I wouldn’t consider myself a lonely person. I have a supportive partner, I just welcomed my first child into the world,and I have amazingly deep and meaningful friendships with people around me.
So, when I say that on a daily basis I feel lonely, I don’t mean personally. But I can say that building a fast-growing business can be a truly lonely endeavour. And I'm not alone in thinking this — in the UK, where I’m building my company, founders are 5.5 times lonelier than the average person.
This became even more apparent as our team grew from 25 to 50+ employees at a rapid rate over a few months in 2021. Although growth means you’re surrounded by even more talented people, I often found myself feeling more isolated. I was wracked with the constant fear that everything could go wrong. The pressure intensified, my support networks vanished (they thought all was going great), and I was fighting the urge to quit.
All founders will feel lonely on their journey. But there are ways to fight the feelings of isolation — here’s what I learnt.
Redefine what success looks like
The reason so many startups fail — and many founders quit — is the challenge getting from the idea stage to the first sale. When no one is buying your product, you have no external validation and no momentum. A recipe for feeling discouraged.
The key is to create your own momentum and hack the quietness by creating your own noise. Redefine what success looks like for you at this stage by setting criteria around things you can actually achieve. Can you reach out to 100 people this week in an attempt to set up meetings, or meet with 10 people to better understand their needs and the pain points your product will solve?
It’s also great if these goals are focused on human connection such as face-to-face meetings, because it can curb that early-stage loneliness
Making sure that it’s measurable and achievable means that when you start ticking things off the list, you’re working your way out of what can be quite a difficult time mentally. It’s also great if these goals are focused on human connection such as face-to-face meetings, because it can curb that early-stage loneliness.

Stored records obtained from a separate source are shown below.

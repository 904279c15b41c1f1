mod common;

use std::collections::BTreeMap;

use devarch_core::error::ErrorKind;
use devarch_core::types::{EnvVar, PortSpec, Protocol};
use devarch_core::validation::MAX_NAME_LEN;

use common::{open_store, php_template, test_settings};

#[tokio::test]
async fn stack_names_unique_among_active_only() {
    let dir = tempfile::tempdir().unwrap();
    let store = open_store(&test_settings(dir.path())).await;

    store.create_stack("a", "", None).await.unwrap();
    let err = store.create_stack("a", "", None).await.unwrap_err();
    assert_eq!(err.kind, ErrorKind::Conflict);

    // Trash frees the name; restore then conflicts with the new holder.
    store.soft_delete_stack("a").await.unwrap();
    store.create_stack("a", "second", None).await.unwrap();
    let err = store.restore_stack("a").await.unwrap_err();
    assert_eq!(err.kind, ErrorKind::Conflict);
}

#[tokio::test]
async fn stack_name_length_boundary() {
    let dir = tempfile::tempdir().unwrap();
    let store = open_store(&test_settings(dir.path())).await;

    let at_limit = "a".repeat(MAX_NAME_LEN);
    store.create_stack(&at_limit, "", None).await.unwrap();

    let over = "a".repeat(MAX_NAME_LEN + 1);
    let err = store.create_stack(&over, "", None).await.unwrap_err();
    assert_eq!(err.kind, ErrorKind::Validation);
    assert!(err.suggestion.is_some());
}

#[tokio::test]
async fn instance_ids_unique_within_stack() {
    let dir = tempfile::tempdir().unwrap();
    let store = open_store(&test_settings(dir.path())).await;
    store.seed_template("php", php_template()).await.unwrap();
    store.create_stack("a", "", None).await.unwrap();
    store.create_stack("b", "", None).await.unwrap();

    store.add_instance("a", "web", "php").await.unwrap();
    let err = store.add_instance("a", "web", "php").await.unwrap_err();
    assert_eq!(err.kind, ErrorKind::Conflict);

    // Same id in another stack is fine.
    store.add_instance("b", "web", "php").await.unwrap();
}

#[tokio::test]
async fn missing_template_is_not_found() {
    let dir = tempfile::tempdir().unwrap();
    let store = open_store(&test_settings(dir.path())).await;
    store.create_stack("a", "", None).await.unwrap();

    let err = store.add_instance("a", "web", "ghost").await.unwrap_err();
    assert_eq!(err.kind, ErrorKind::NotFound);
}

#[tokio::test]
async fn override_sets_replace_atomically() {
    let dir = tempfile::tempdir().unwrap();
    let store = open_store(&test_settings(dir.path())).await;
    store.seed_template("php", php_template()).await.unwrap();
    store.create_stack("a", "", None).await.unwrap();
    let instance = store.add_instance("a", "web", "php").await.unwrap();

    store
        .replace_ports(
            &instance.id,
            &[PortSpec {
                host: Some(8080),
                container: 80,
                protocol: Protocol::Tcp,
            }],
        )
        .await
        .unwrap();
    store
        .replace_env(
            &instance.id,
            &[EnvVar {
                key: "APP_ENV".to_string(),
                value: "production".to_string(),
                secret: false,
            }],
        )
        .await
        .unwrap();

    let overrides = store.get_overrides(&instance.id).await.unwrap();
    assert_eq!(overrides.ports.as_ref().unwrap().len(), 1);
    assert_eq!(overrides.env.len(), 1);

    // Empty replacement clears the set back to inherit.
    store.replace_ports(&instance.id, &[]).await.unwrap();
    let overrides = store.get_overrides(&instance.id).await.unwrap();
    assert!(overrides.ports.is_none());
}

#[tokio::test]
async fn scalar_overrides_round_trip_and_clear() {
    let dir = tempfile::tempdir().unwrap();
    let store = open_store(&test_settings(dir.path())).await;
    store.seed_template("php", php_template()).await.unwrap();
    store.create_stack("a", "", None).await.unwrap();
    let instance = store.add_instance("a", "web", "php").await.unwrap();

    let scalars = devarch_core::types::ScalarOverrides {
        image: Some("php:8.4-fpm".to_string()),
        command: Some(vec!["php-fpm".to_string(), "-F".to_string()]),
        ..Default::default()
    };
    store.replace_scalars(&instance.id, &scalars).await.unwrap();

    let overrides = store.get_overrides(&instance.id).await.unwrap();
    assert_eq!(overrides.scalars, scalars);

    // An all-empty replacement clears the row back to inherit.
    store
        .replace_scalars(&instance.id, &Default::default())
        .await
        .unwrap();
    let overrides = store.get_overrides(&instance.id).await.unwrap();
    assert!(overrides.scalars.is_empty());
}

#[tokio::test]
async fn clone_copies_instances_and_overrides_but_not_lockfile() {
    let dir = tempfile::tempdir().unwrap();
    let store = open_store(&test_settings(dir.path())).await;
    store.seed_template("php", php_template()).await.unwrap();
    let source = store.create_stack("a", "original", None).await.unwrap();
    let instance = store.add_instance("a", "web", "php").await.unwrap();
    store
        .replace_env(
            &instance.id,
            &[EnvVar {
                key: "CLONED".to_string(),
                value: "yes".to_string(),
                secret: false,
            }],
        )
        .await
        .unwrap();
    store
        .replace_lockfile(
            &source.id,
            &[devarch_core::types::LockfileEntry {
                stack_id: source.id.clone(),
                instance_id: "web".to_string(),
                host_ports: vec![9000],
                image_digest: Some("sha256:x".to_string()),
                template_version: 1,
                config_hash: "h".to_string(),
                config_snapshot: "{}".to_string(),
                recorded_at: chrono::Utc::now(),
            }],
        )
        .await
        .unwrap();

    let cloned = store.clone_stack("a", "a2").await.unwrap();
    assert_eq!(cloned.network(), "devarch-a2-net");
    assert!(cloned.last_applied_checksum.is_none());

    let instances = store.list_instances(&cloned.id).await.unwrap();
    assert_eq!(instances.len(), 1);
    let overrides = store.get_overrides(&instances[0].id).await.unwrap();
    assert_eq!(overrides.env.len(), 1);
    assert_eq!(overrides.env[0].key, "CLONED");

    assert!(store.get_lockfile(&cloned.id).await.unwrap().is_empty());
}

#[tokio::test]
async fn advisory_lock_blocks_second_holder() {
    let dir = tempfile::tempdir().unwrap();
    let store = open_store(&test_settings(dir.path())).await;
    let stack = store.create_stack("a", "", None).await.unwrap();

    store.acquire_lock(&stack.id, "one", 60).await.unwrap();
    let err = store.acquire_lock(&stack.id, "two", 60).await.unwrap_err();
    assert_eq!(err.kind, ErrorKind::StackBusy);

    // Releasing with the wrong holder is a no-op; the right one frees it.
    store.release_lock(&stack.id, "two").await.unwrap();
    assert!(store.get_lock(&stack.id).await.unwrap().is_some());
    store.release_lock(&stack.id, "one").await.unwrap();
    assert!(store.get_lock(&stack.id).await.unwrap().is_none());
}

#[tokio::test]
async fn expired_locks_break_only_via_sweep() {
    let dir = tempfile::tempdir().unwrap();
    let store = open_store(&test_settings(dir.path())).await;
    let stack = store.create_stack("a", "", None).await.unwrap();

    store.acquire_lock(&stack.id, "stale", 0).await.unwrap();
    tokio::time::sleep(std::time::Duration::from_millis(1100)).await;

    // Still held from a normal caller's point of view.
    let err = store.acquire_lock(&stack.id, "two", 60).await.unwrap_err();
    assert_eq!(err.kind, ErrorKind::StackBusy);

    let broken = store.break_expired_locks().await.unwrap();
    assert_eq!(broken, vec![stack.id.clone()]);
    store.acquire_lock(&stack.id, "two", 60).await.unwrap();
}

#[tokio::test]
async fn hard_delete_cascades() {
    let dir = tempfile::tempdir().unwrap();
    let store = open_store(&test_settings(dir.path())).await;
    store.seed_template("php", php_template()).await.unwrap();
    let stack = store.create_stack("a", "", None).await.unwrap();
    let instance = store.add_instance("a", "web", "php").await.unwrap();
    store
        .replace_labels(
            &instance.id,
            &BTreeMap::from([("com.example.x".to_string(), "1".to_string())]),
        )
        .await
        .unwrap();

    // Active stacks refuse to be purged.
    let err = store.hard_delete_stack(&stack.id).await.unwrap_err();
    assert_eq!(err.kind, ErrorKind::Conflict);

    store.soft_delete_stack("a").await.unwrap();
    store.hard_delete_stack(&stack.id).await.unwrap();
    assert!(store.get_stack_by_id(&stack.id).await.unwrap().is_none());
}

#[tokio::test]
async fn template_version_bumps_on_content_change() {
    let dir = tempfile::tempdir().unwrap();
    let store = open_store(&test_settings(dir.path())).await;

    let v1 = store.seed_template("php", php_template()).await.unwrap();
    assert_eq!(v1.version, 1);

    // Re-seeding identical content keeps the version.
    let same = store.seed_template("php", php_template()).await.unwrap();
    assert_eq!(same.version, 1);

    let mut changed = php_template();
    changed.image = "php:8.4-fpm".to_string();
    let v2 = store.seed_template("php", changed).await.unwrap();
    assert_eq!(v2.version, 2);
}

Find and build intentional communities
Being a founder puts you in a niche. It’s a small segment. Often, that can mean you feel like you have nobody to talk to, because it seems like very few people understand what you’re going through. At the beginning of Kitt’s journey, I was fortunate enough to meet another founder by chance. He had just started an ecommerce business and was about a year into his journey. He had experienced all of the thoughts and feelings that I was having. He was a great help, and these catch-ups became regular during the early days of Kitt.
Having someone going through the same thing as you and being able to talk to them and share your thoughts and vulnerabilities is extremely valuable.
The most honest conversations I’ve had with founders have happened when we’ve been face-to-face under the premise that we’re going to get together and share what’s really going on. It could be one person or it could be a group of people, but finding or building these consistent communities can tackle the root cause of loneliness as a founder.
You think people won’t understand, but they do
For too long I made the mistake of thinking that because the people in my life couldn’t relate exactly to what I was doing, they wouldn’t understand. But after speaking to my friends and family about how I was feeling, it felt like a weight had been lifted. Being able to simply talk about what I was going through to the comforting ear of someone who supported me, relieved a huge amount of pressure. They didn’t need to have all the answers, they just needed to tell me that it was all going to be ok. I couldn’t work out why I hadn’t done this sooner.
Social media has given rise to the image of the bulletproof, genius, hustling founder — but the majority of the time that’s not the case
Right now, founders’ mental health is particularly fragile due to the stress of the turbulent economic crisis and uncertainty around funding. Yet many of us are suffering in silence because we fear that talking about it will shred our credibility. We need to create a culture where founders can be honest about the fact that not everything is always fine. I now schedule weekly calls with friends to nurture those relationships and seek guidance and support from those who know me best.
Social media has given rise to the image of the bulletproof, genius, hustling founder — but the majority of the time that’s not the case. But as founders, we need to appreciate and understand that success will be different for each and everyone of us, and be transparent about the peaks and troughs that come with running a business. If we can do this, then maybe we won’t feel so alone.